So, imagine this intense heat and the equally intense accompanying sweat. Imagine unfamiliar sights and sounds all around you – the pandemonium of Saigon, the capital of Vietnam, a major city in Southeast Asia. Maybe you sweat a little bit more in this new unfamiliar territory.

With all of this firmly planted in your mind, now imagine performing a surgery on one of the most delicate parts of the human body, the eye, to restore sight to a person who hasn’t been able to work and has been dependent on a family member or friend for all of their needs. Nervous yet?

Dr. Mark Drabkin, a Sacramento ophthalmologist, hasn’t just imagined it. He has lived it. And because of his incredible skill and expertise, he wasn’t nervous.

Drabkin recently returned from a trip to Saigon where he volunteered for Surgical Eye Expeditions (SEE) International, performing sight-restoring surgeries for almost 200 people over four days with local Vietnamese doctors.
Blindness is an underlying cause of poverty and hunger in developing countries. The World Health Organization estimates that of the world’s 37 million blind people:
o 90 percent live in developing countries
o 80 percent of the cases are avoidable or treatable
o 48 percent are blind because of cataracts
Drabkin said a cataract-removal surgery usually takes him about 15 to 30 minutes to perform, though his best time was 13 minutes on one eye. Some doctors perform the surgery so regularly, they are able to restore sight in just three to five minutes.

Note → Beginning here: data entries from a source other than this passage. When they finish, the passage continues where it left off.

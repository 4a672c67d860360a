use thiserror::Error;

use shadow_sync_shared::{CallbackId, EventId, ProtocolError};

/// Errors raised while the data side applies messages from the view side
#[derive(Debug, Clone, PartialEq, Error)]
pub enum DataChannelError {
    /// A one-shot reply arrived for a callback id that is not outstanding
    #[error("Reply for unknown callback {callback}. The id was never issued or was already consumed")]
    UnknownCallback { callback: CallbackId },

    /// The reply kind does not match what was registered under the id
    #[error("Callback {callback} was registered as {expected} but received a {actual} reply")]
    CallbackKindMismatch {
        callback: CallbackId,
        expected: &'static str,
        actual: &'static str,
    },

    /// An event notification referenced an event that was never created or already released
    #[error("Notification for unknown event {event}")]
    UnknownEvent { event: EventId },

    /// A reply payload has an unexpected shape
    #[error("Invalid {kind} payload: {reason}")]
    InvalidPayload { kind: &'static str, reason: String },

    #[error(transparent)]
    Protocol(#[from] ProtocolError),
}

/// Error of a render pass, reported by the view side
#[derive(Debug, Clone, PartialEq, Eq, Error)]
#[error("Render failed: {0}")]
pub struct RenderError(pub String);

Imagine. Sight restored in just five minutes. In the United States, we cannot imagine that something as easily taken care of as cataracts could tragically alter a person’s life. But in countries like Vietnam, it does.

“I’m so impressed by how resourceful and skilled the local doctors are in spite of a lack of what we refer to as ‘basic resources’ here,” Drabkin said. “By American standards, cataract-removal surgeries are quite cheap in Vietnam. However, most people in the country simply can’t afford them, so they live their entire lives handicapped by a condition that can be treated with one fairly quick procedure.

“It’s wonderful to be able go on trips with SEE to make a difference in not only the patients’ lives, but in the lives of their caretakers, who have been dramatically affected by blindness, even if they themselves can see,” he continued. “Now the caretaker can go back to school or hold a regular job and support themselves and their family. Now the caretaker can live a fuller, more productive life. We don’t think about the effects of blindness on an entire community, but many people around the world live it every single day.”

Most of the people Drabkin operated on were from provinces outside of Saigon. In the capital city, it costs about $300 to $400 to have cataracts removed, and there are plenty of eye doctors in Saigon to do it. But once you step out of the city, there are few ophthalmologists and people are poor.

To help fill this gap, Buddhist monks from outside Saigon gathered together people who needed the sight-restoring surgeries and took them to the capital so they could receive the care they needed from Drabkin and several Vietnamese doctors. With supplies from SEE International, Drabkin performed 30 cataract-removal operations in just four days.

Of course, Drabkin experienced some cultural challenges. He doesn’t speak Vietnamese and it’s a very difficult language, so he had to muddle through with his nine months of Vietnamese language lessons and a sense of humor.

He also remembers that his hosts were convinced he didn’t want to eat Vietnamese food, so for lunch he was graciously provided with KFC or Pizza Hut.

In the operating room, Drabkin experienced other cultural differences.

“The concept of patient privacy does not exist in Vietnam,” he said. “While I was performing surgeries, the next four to five people I was to operate on would be right in the operating room with us, watching the surgery being performed. The graciousness of the patients – and their resilience – to watch the surgery, to know what it looked like and then humbly submit to it themselves – they are willing to go through so much to have their sight back.”

Drabkin has been on several other volunteer trips with SEE International to Nepal, Ghana and the Philippines.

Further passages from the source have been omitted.